You look at something like Ask Kodiak, and it looks very much like an early marketplace. It's a catalog, and there's so much more you can do to optimize how you're getting metrics and feedback from the different front ends that people are looking at. Once we have that, we can get to a point where we can start doing intelligent things with the data sets to figure out where there's market demand or where we could have stronger content. That's one of the areas that is probably going to evolve in a relatively short amount of time."

To what degree is the industry properly balancing the push to automate binding and accessibility to activate business with the underlying risk of speeding those choices up?

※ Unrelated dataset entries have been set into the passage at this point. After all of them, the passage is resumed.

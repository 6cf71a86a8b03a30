//! Route lookup and the inbound routing filter.
//!
//! # Responsibilities
//! - Store compiled routes
//! - Look up matching route for request
//! - Tag the session with the matched route and origin
//!
//! # Design Decisions
//! - Immutable after construction (thread-safe without locks)
//! - O(n) scan in priority order (acceptable for typical route counts)
//! - Explicit no-match becomes ORIGIN_NOT_FOUND rather than a silent default

use crate::config::schema::RouteConfig;
use crate::filters::{FilterError, FilterInfo, SyncFilter};
use crate::message::HttpRequestMessage;
use crate::resilience::errors::{ErrorType, ProxyError};
use crate::routing::matcher::{AndMatcher, HostMatcher, Matcher, PathPrefixMatcher};

#[derive(Debug)]
pub struct Route {
    pub name: String,
    pub origin: String,
    pub priority: u32,
    matcher: AndMatcher,
}

impl Route {
    pub fn from_config(config: &RouteConfig) -> Self {
        let mut matchers: Vec<Box<dyn Matcher>> = Vec::new();
        if let Some(host) = &config.host {
            matchers.push(Box::new(HostMatcher::new(host.clone())));
        }
        if let Some(prefix) = &config.path_prefix {
            matchers.push(Box::new(PathPrefixMatcher::new(prefix.clone())));
        }
        Self {
            name: config.name.clone(),
            origin: config.origin.clone(),
            priority: config.priority,
            matcher: AndMatcher::new(matchers),
        }
    }

    pub fn matches(&self, req: &HttpRequestMessage) -> bool {
        self.matcher.matches(req)
    }
}

/// Compiled routes, highest priority first.
#[derive(Debug, Default)]
pub struct RouteTable {
    routes: Vec<Route>,
}

impl RouteTable {
    pub fn new(configs: &[RouteConfig]) -> Self {
        let mut routes: Vec<Route> = configs.iter().map(Route::from_config).collect();
        // Stable: equal priorities keep config order.
        routes.sort_by(|a, b| b.priority.cmp(&a.priority));
        Self { routes }
    }

    pub fn find(&self, req: &HttpRequestMessage) -> Option<&Route> {
        self.routes.iter().find(|r| r.matches(req))
    }

    pub fn len(&self) -> usize {
        self.routes.len()
    }

    pub fn is_empty(&self) -> bool {
        self.routes.is_empty()
    }
}

/// Inbound filter selecting the origin for each request.
pub struct RoutingFilter {
    info: FilterInfo,
    table: RouteTable,
}

impl RoutingFilter {
    pub const NAME: &'static str = "routing";

    pub fn new(table: RouteTable) -> Self {
        Self {
            info: FilterInfo::inbound(Self::NAME, 0).abort_on_error(),
            table,
        }
    }
}

impl SyncFilter<HttpRequestMessage> for RoutingFilter {
    fn info(&self) -> &FilterInfo {
        &self.info
    }

    /// Requests already routed (or answered) by an earlier filter are left alone.
    fn should_filter(&self, req: &HttpRequestMessage) -> bool {
        let session = req.session();
        session.origin().is_none() && session.static_response().is_none()
    }

    fn apply_sync(&self, req: &mut HttpRequestMessage) -> Result<(), FilterError> {
        let Some(route) = self.table.find(req) else {
            tracing::debug!(
                request_id = %req.session().id(),
                host = ?req.host(),
                path = %req.path(),
                "No route matched"
            );
            return Err(ProxyError::new(
                ErrorType::OriginNotFound,
                format!("no route for {} {}", req.method(), req.path()),
            )
            .into());
        };

        tracing::trace!(
            request_id = %req.session().id(),
            route = %route.name,
            origin = %route.origin,
            "Route matched"
        );
        let (name, origin) = (route.name.clone(), route.origin.clone());
        let session = req.session_mut();
        session.set_route(name);
        session.set_origin(origin);
        Ok(())
    }
}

“That's a good question. I don't know about the balancing side of it. There's still so long to go. If I think about it, I could get to a point where I'm quoting something. I only know so much, and as a carrier, I want to know more, especially if I get into the larger risk. But, there's also that idea of people just shopping around, so do we want to invest in going out and grabbing all of the additional information so that we can actually produce a quote that we feel confident is a bindable quote and go the rest of the way in it? It's a good question. There's an evolution there, starting with Public Liability (PL), which we're doing right now. Of course, you start with PL and then figure out how far you can go from a co-perspective too. I mean, some of the PL risk is relatively straightforward stuff, but not so much on the commercial side.”